Interesting Things to Fill Your Beautiful Skull.

Thursday, May 14, 2009

Bobby on Improvisation

Thanks Hamutzi for sending that link over. I've been a big fan of McFerrin's ever since I found one of his albums ("Paper Music") many years ago. It's one of his first classical albums where he is combining vocal music with orchestration and taking his first steps as a classical conductor. In my mind, he was always that guy he did "Don't Worry, Be Happy." That album opened me up to what an incredible force he is musically.

I was phishing around his site and read what he wrote on improvisation. As an educator, theatrical improviser, and aspiring musician, I can really connect into what he's pointing towards.

Here it is:
I am passionately committed to improvisation, and don't think that any music student in the country should be allowed to graduate unless they've studies it for a term, a year. They need to get back to their own music making, get past the paper. Mozart, Bach, Beethoven - they were all great improvisers. What we have now has been written down, and we forget that it began as improvisation. In some ways, the best part of their music making has been lost.

Improvisation is basically movement - the courage to take steps. You play one note. And then you play another note. That's it. You just keep going. They don't have to go together melodically, or be in a scale; movement is the important thing. You don't have to know anything about theory, you don't have to know what you're doing. Kids don't. Three, four, five year old kids don't know any music theory when they sing. They don't know what a 'picardi third' is. They don't know what an 'Ionian mode' is. Or a 'Dorian mode'.
Major minor thirds. They just sing.

When you get older, it's harder and harder to improvise. Part of the problem is that judgmental voice that says what you're doing doesn't sound right. I used to have students do drawings of their own 'judges' - and then we'd crumple them up and throw them into the trash. We all have these thoughts, these inhibitions. I had them too; I had to 'exorcise my demons'.

When I was developing my own approach to improvisation, the only thing I had to practice was getting over the fear of doing it.
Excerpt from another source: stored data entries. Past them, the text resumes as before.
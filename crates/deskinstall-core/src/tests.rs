use std::cmp::Ordering;
use std::path::PathBuf;

use chrono::{TimeZone, Utc};

use super::*;

#[test]
fn compare_versions_orders_components_numerically() {
    assert_eq!(compare_versions("1.2.0", "1.10.0"), Ordering::Less);
    assert_eq!(compare_versions("1.10.0", "1.2.0"), Ordering::Greater);
}

#[test]
fn compare_versions_pads_shorter_version_with_zeros() {
    assert_eq!(compare_versions("2.0", "2.0.0"), Ordering::Equal);
    assert_eq!(compare_versions("3.1", "3"), Ordering::Greater);
    assert_eq!(compare_versions("3", "3.0.1"), Ordering::Less);
}

#[test]
fn compare_versions_is_antisymmetric() {
    let samples = ["1", "1.0.1", "1.2", "1.10", "2.0.0", "0.9.9", "10"];
    for left in samples {
        for right in samples {
            assert_eq!(
                compare_versions(left, right),
                compare_versions(right, left).reverse(),
                "{left} vs {right}"
            );
        }
    }
}

#[test]
fn compare_versions_treats_non_numeric_components_as_zero() {
    assert_eq!(compare_versions("1.beta", "1.0"), Ordering::Equal);
    assert_eq!(compare_versions("1.2-rc1", "1.0"), Ordering::Equal);
    assert_eq!(compare_versions("", "0.0"), Ordering::Equal);
    assert_eq!(compare_versions("abc", "0.1"), Ordering::Less);
}

#[test]
fn compare_versions_keeps_negative_components() {
    assert_eq!(compare_versions("1.-1", "1.0"), Ordering::Less);
    assert_eq!(compare_versions("1.0", "1.-1"), Ordering::Greater);
    assert_eq!(compare_versions("-2", "-1"), Ordering::Less);
}

#[test]
fn evaluate_without_installed_version_recommends_fresh_install() {
    let status = InstallationStatus::evaluate("", "1.1.0", PathBuf::from("/opt/app"), true);
    assert!(!status.installed);
    assert!(!status.update_available);
    assert!(!status.repair_available);
    assert_eq!(status.recommended_action, InstallAction::FreshInstall);
    assert_eq!(status.available_version, "1.1.0");
}

#[test]
fn evaluate_older_installed_version_recommends_update() {
    let status = InstallationStatus::evaluate("1.0.0", "1.1.0", PathBuf::from("/x"), true);
    assert!(status.installed);
    assert!(status.update_available);
    assert!(status.repair_available);
    assert_eq!(status.recommended_action, InstallAction::UpdateExisting);
}

#[test]
fn evaluate_same_or_newer_version_recommends_repair() {
    let same = InstallationStatus::evaluate("1.1.0", "1.1", PathBuf::from("/x"), true);
    assert!(!same.update_available);
    assert_eq!(same.recommended_action, InstallAction::RepairExisting);

    let newer = InstallationStatus::evaluate("2.0.0", "1.1.0", PathBuf::from("/x"), true);
    assert!(!newer.update_available);
    assert_eq!(newer.recommended_action, InstallAction::RepairExisting);
}

#[test]
fn evaluate_missing_install_directory_recommends_repair_regardless_of_version() {
    let status = InstallationStatus::evaluate("0.1.0", "1.1.0", PathBuf::from("/gone"), false);
    assert!(status.installed);
    assert!(!status.update_available);
    assert_eq!(status.recommended_action, InstallAction::RepairExisting);
}

#[test]
fn install_action_parse_accepts_cli_tokens() {
    assert_eq!(
        InstallAction::parse("fresh").expect("must parse"),
        InstallAction::FreshInstall
    );
    assert_eq!(
        InstallAction::parse(" Update ").expect("must parse"),
        InstallAction::UpdateExisting
    );
    assert_eq!(
        InstallAction::parse("repair").expect("must parse"),
        InstallAction::RepairExisting
    );
    let err = InstallAction::parse("downgrade").expect_err("must reject unknown action");
    assert!(err.to_string().contains("invalid install action 'downgrade'"));
}

#[test]
fn only_fresh_install_skips_write_check() {
    assert!(!InstallAction::FreshInstall.requires_writable_target());
    assert!(InstallAction::UpdateExisting.requires_writable_target());
    assert!(InstallAction::RepairExisting.requires_writable_target());
}

#[test]
fn installer_state_serializes_iso_utc_timestamp() {
    let modified = Utc
        .with_ymd_and_hms(2025, 3, 14, 9, 26, 53)
        .single()
        .expect("valid timestamp");
    let state = InstallerState::new("/opt/anything-llm", "1.8.0", modified);
    let raw = state.to_json_pretty().expect("must serialize");
    assert!(raw.contains("\"path\": \"/opt/anything-llm\""));
    assert!(raw.contains("\"version\": \"1.8.0\""));
    assert!(raw.contains("\"modified\": \"2025-03-14T09:26:53Z\""));

    let parsed = InstallerState::from_json_str(&raw).expect("must parse");
    assert_eq!(parsed, state);
}

#[test]
fn installer_state_tolerates_missing_fields() {
    let parsed = InstallerState::from_json_str(r#"{"version":"1.0.0"}"#).expect("must parse");
    assert!(parsed.path.is_empty());
    assert_eq!(parsed.version, "1.0.0");
    assert!(parsed.modified.is_none());
}

#[test]
fn installer_state_rejects_corrupt_documents() {
    assert!(InstallerState::from_json_str("{not json").is_err());
    assert!(InstallerState::from_json_str("\"just a string\"").is_err());
}

#[test]
fn installer_state_ignores_unparseable_modified_timestamp() {
    for modified in [r#""""#, "12", r#""yesterday""#, "null", r#"{"at":1}"#] {
        let raw = format!(r#"{{"path":"/opt/llm","version":"1.0.0","modified":{modified}}}"#);
        let parsed = InstallerState::from_json_str(&raw).expect("must parse");
        assert_eq!(parsed.path, "/opt/llm", "modified={modified}");
        assert_eq!(parsed.version, "1.0.0", "modified={modified}");
        assert!(parsed.modified.is_none(), "modified={modified}");
    }
}

#[test]
fn installer_state_reads_non_string_path_and_version_as_empty() {
    let parsed = InstallerState::from_json_str(r#"{"path":null,"version":"1.0.0"}"#)
        .expect("must parse");
    assert!(parsed.path.is_empty());
    assert_eq!(parsed.version, "1.0.0");

    let parsed = InstallerState::from_json_str(r#"{"path":["/opt"],"version":7}"#)
        .expect("must parse");
    assert!(parsed.path.is_empty());
    assert!(parsed.version.is_empty());
}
I think that's the only thing that really hampers people from improvising: they're just afraid of looking like a fool or not having enough ideas. It's a risk. Most people are afraid of it. It's like opening a door to a dark room and going in. You don't know what you'll find. But I find that fascinating.
The best way to start improve is to just do it. sing . Improvise every day for about ten minutes. Get a cooking timer, set it up for ten minutes and go. At the end of two minutes you're going to start getting very, very bored. Two minutes are going to go by and you're going to think, 'What is this all about? I don't know how to do this; I don't know what I'm doing, etcetera, etcetera.' Keep going. Don't stop. It's like Natalie Goldberg's book, Writing Down the Bones: keep your hands moving. It's the same with improvisation. Just keep going. Even if you're just singing one note. Go for ten minutes and don't stop. That's it. You just move. Just keep moving. Motion.

You can talk about structure, making it last longer, but you have to start with those first steps. Some people freeze up and stand there, thinking they have nothing to play. You've got everything to play: your morning breakfast cereal, the misunderstanding you had with your teenage son last night before you went to bed, your emotions - you can lay them all!

It doesn't matter where you land. Just the act of leaping is where it's at for me. That's the big lesson: the process. I've heard this from all kinds of people who call themselves artists - that it's not so much the final result, it's the joy of the journey that's the important thing.